:: Work instruction ::
Filter the listing below down to the lines holding the word "ChatRequest", and copy those lines.

:: Records to use ::
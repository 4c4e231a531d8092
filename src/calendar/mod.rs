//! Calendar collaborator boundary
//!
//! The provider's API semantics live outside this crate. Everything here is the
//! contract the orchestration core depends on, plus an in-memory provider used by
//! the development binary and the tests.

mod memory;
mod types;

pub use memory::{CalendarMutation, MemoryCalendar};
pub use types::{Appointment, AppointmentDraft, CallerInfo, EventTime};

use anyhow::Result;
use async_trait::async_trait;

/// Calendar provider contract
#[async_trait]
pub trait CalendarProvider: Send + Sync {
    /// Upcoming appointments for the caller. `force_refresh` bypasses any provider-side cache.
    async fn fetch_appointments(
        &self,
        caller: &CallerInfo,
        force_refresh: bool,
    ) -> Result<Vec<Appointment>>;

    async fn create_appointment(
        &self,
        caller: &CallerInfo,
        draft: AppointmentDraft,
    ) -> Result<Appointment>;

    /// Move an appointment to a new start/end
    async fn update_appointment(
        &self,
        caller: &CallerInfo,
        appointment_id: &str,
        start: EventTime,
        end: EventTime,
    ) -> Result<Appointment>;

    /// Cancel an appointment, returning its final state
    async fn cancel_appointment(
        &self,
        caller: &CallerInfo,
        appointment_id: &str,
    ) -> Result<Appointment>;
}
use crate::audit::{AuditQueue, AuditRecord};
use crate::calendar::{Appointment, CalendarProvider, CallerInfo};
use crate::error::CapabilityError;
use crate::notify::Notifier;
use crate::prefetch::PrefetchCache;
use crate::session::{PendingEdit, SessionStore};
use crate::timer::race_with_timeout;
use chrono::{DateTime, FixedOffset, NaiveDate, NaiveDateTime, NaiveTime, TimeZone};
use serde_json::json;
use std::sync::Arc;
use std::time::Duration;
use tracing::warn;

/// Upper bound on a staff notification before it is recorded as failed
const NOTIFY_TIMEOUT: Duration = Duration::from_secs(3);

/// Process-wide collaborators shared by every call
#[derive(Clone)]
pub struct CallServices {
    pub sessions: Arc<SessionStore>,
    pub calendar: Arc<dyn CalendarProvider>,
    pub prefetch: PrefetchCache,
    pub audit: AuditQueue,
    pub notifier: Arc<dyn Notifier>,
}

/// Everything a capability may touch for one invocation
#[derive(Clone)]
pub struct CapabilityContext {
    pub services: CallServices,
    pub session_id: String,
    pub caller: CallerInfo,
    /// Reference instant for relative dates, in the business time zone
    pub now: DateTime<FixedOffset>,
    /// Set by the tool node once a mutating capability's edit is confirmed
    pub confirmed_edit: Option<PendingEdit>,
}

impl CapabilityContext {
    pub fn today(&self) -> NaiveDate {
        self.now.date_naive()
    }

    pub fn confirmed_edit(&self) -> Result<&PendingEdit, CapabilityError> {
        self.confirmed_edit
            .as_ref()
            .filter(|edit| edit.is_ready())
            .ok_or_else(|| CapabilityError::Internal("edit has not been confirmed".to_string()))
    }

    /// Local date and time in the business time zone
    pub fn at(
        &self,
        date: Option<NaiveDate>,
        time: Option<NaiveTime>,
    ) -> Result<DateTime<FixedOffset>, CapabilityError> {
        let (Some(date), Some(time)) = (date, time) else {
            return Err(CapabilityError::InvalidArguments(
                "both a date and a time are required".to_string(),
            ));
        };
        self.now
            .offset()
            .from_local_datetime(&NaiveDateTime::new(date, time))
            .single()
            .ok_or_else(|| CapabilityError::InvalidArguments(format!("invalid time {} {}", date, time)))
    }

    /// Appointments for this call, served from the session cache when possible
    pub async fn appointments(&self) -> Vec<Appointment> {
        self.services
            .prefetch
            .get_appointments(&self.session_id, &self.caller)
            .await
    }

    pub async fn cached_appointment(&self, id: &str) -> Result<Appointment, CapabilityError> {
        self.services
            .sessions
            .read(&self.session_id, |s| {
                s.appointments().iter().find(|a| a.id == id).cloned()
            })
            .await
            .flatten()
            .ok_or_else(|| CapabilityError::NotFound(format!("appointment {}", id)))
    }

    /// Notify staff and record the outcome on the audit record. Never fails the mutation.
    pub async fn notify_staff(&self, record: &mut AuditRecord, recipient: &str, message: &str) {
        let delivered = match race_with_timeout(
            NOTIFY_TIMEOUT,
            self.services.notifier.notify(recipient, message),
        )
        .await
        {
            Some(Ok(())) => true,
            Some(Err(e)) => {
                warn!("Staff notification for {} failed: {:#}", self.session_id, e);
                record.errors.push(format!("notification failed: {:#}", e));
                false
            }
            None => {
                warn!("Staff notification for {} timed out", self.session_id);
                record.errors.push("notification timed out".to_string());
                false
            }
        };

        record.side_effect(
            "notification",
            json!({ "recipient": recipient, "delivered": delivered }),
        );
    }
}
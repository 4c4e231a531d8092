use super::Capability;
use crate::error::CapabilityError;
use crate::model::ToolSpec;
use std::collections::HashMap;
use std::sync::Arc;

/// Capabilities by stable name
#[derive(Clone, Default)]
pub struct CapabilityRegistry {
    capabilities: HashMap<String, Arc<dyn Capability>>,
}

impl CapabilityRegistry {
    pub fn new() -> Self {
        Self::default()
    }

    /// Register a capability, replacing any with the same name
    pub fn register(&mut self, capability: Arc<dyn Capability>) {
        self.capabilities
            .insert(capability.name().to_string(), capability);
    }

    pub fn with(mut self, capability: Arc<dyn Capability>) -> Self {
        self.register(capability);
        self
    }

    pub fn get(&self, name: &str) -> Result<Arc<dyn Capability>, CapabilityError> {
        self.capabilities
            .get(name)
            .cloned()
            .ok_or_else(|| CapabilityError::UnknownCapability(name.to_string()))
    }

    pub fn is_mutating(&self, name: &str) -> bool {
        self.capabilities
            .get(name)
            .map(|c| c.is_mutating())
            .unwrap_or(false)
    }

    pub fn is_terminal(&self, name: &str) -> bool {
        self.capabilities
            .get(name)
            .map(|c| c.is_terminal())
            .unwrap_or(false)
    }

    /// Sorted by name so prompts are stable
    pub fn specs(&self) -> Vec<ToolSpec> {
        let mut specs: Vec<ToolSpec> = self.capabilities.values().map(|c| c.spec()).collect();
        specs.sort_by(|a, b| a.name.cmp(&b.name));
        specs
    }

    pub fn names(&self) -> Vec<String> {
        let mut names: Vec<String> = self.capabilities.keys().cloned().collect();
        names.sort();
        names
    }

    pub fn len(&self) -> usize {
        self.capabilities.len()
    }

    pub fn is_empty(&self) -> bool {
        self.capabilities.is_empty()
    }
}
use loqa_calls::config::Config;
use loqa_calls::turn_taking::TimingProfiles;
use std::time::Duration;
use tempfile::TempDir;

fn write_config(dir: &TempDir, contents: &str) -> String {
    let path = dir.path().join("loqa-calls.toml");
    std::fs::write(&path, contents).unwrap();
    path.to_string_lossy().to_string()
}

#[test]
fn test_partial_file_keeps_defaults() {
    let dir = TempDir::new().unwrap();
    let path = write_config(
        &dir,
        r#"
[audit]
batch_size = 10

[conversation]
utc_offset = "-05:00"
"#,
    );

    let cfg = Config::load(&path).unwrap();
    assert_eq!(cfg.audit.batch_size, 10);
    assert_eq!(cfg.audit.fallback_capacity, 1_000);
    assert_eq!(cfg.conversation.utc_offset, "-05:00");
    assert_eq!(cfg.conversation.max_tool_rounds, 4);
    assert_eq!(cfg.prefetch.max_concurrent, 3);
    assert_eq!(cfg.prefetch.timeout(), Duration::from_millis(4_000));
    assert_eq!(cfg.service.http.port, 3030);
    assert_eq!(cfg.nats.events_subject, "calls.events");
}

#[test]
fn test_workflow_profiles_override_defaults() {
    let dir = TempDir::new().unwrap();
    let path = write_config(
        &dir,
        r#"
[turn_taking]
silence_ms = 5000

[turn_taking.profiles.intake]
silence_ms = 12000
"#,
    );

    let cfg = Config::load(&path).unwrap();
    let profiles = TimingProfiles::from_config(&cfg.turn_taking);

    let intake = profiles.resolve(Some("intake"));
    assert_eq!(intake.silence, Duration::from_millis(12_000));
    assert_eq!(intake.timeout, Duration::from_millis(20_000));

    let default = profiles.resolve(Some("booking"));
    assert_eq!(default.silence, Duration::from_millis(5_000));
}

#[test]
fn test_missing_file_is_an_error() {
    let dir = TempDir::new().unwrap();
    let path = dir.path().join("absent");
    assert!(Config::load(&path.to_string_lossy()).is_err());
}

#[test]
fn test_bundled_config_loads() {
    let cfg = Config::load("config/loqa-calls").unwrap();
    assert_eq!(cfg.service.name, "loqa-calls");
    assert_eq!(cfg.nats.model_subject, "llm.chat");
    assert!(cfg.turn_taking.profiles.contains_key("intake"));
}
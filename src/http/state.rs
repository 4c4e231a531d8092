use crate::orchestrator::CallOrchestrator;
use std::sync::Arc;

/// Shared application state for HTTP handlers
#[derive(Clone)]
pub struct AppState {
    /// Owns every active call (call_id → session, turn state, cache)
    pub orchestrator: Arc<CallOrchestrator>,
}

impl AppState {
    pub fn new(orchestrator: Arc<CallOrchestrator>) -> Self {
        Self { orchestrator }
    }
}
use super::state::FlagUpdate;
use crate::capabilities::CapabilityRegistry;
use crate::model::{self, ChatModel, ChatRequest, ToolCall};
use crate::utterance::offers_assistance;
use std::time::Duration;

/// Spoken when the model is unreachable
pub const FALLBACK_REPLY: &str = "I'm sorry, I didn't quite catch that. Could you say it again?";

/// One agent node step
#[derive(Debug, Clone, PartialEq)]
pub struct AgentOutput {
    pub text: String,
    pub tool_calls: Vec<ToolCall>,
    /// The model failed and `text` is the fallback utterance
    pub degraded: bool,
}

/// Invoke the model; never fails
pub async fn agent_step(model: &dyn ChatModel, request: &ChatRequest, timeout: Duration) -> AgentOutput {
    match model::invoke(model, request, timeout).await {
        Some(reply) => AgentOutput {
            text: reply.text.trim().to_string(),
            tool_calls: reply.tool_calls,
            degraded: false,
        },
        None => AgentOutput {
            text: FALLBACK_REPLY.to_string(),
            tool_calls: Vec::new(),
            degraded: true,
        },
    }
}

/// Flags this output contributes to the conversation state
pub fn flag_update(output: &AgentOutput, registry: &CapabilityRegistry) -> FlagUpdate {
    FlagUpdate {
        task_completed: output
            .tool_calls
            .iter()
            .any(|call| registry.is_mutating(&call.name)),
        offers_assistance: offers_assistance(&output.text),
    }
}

:: Answer below ::
use crate::model::{self, ChatModel, ChatRequest, ToolCall};
pub async fn agent_step(model: &dyn ChatModel, request: &ChatRequest, timeout: Duration) -> AgentOutput {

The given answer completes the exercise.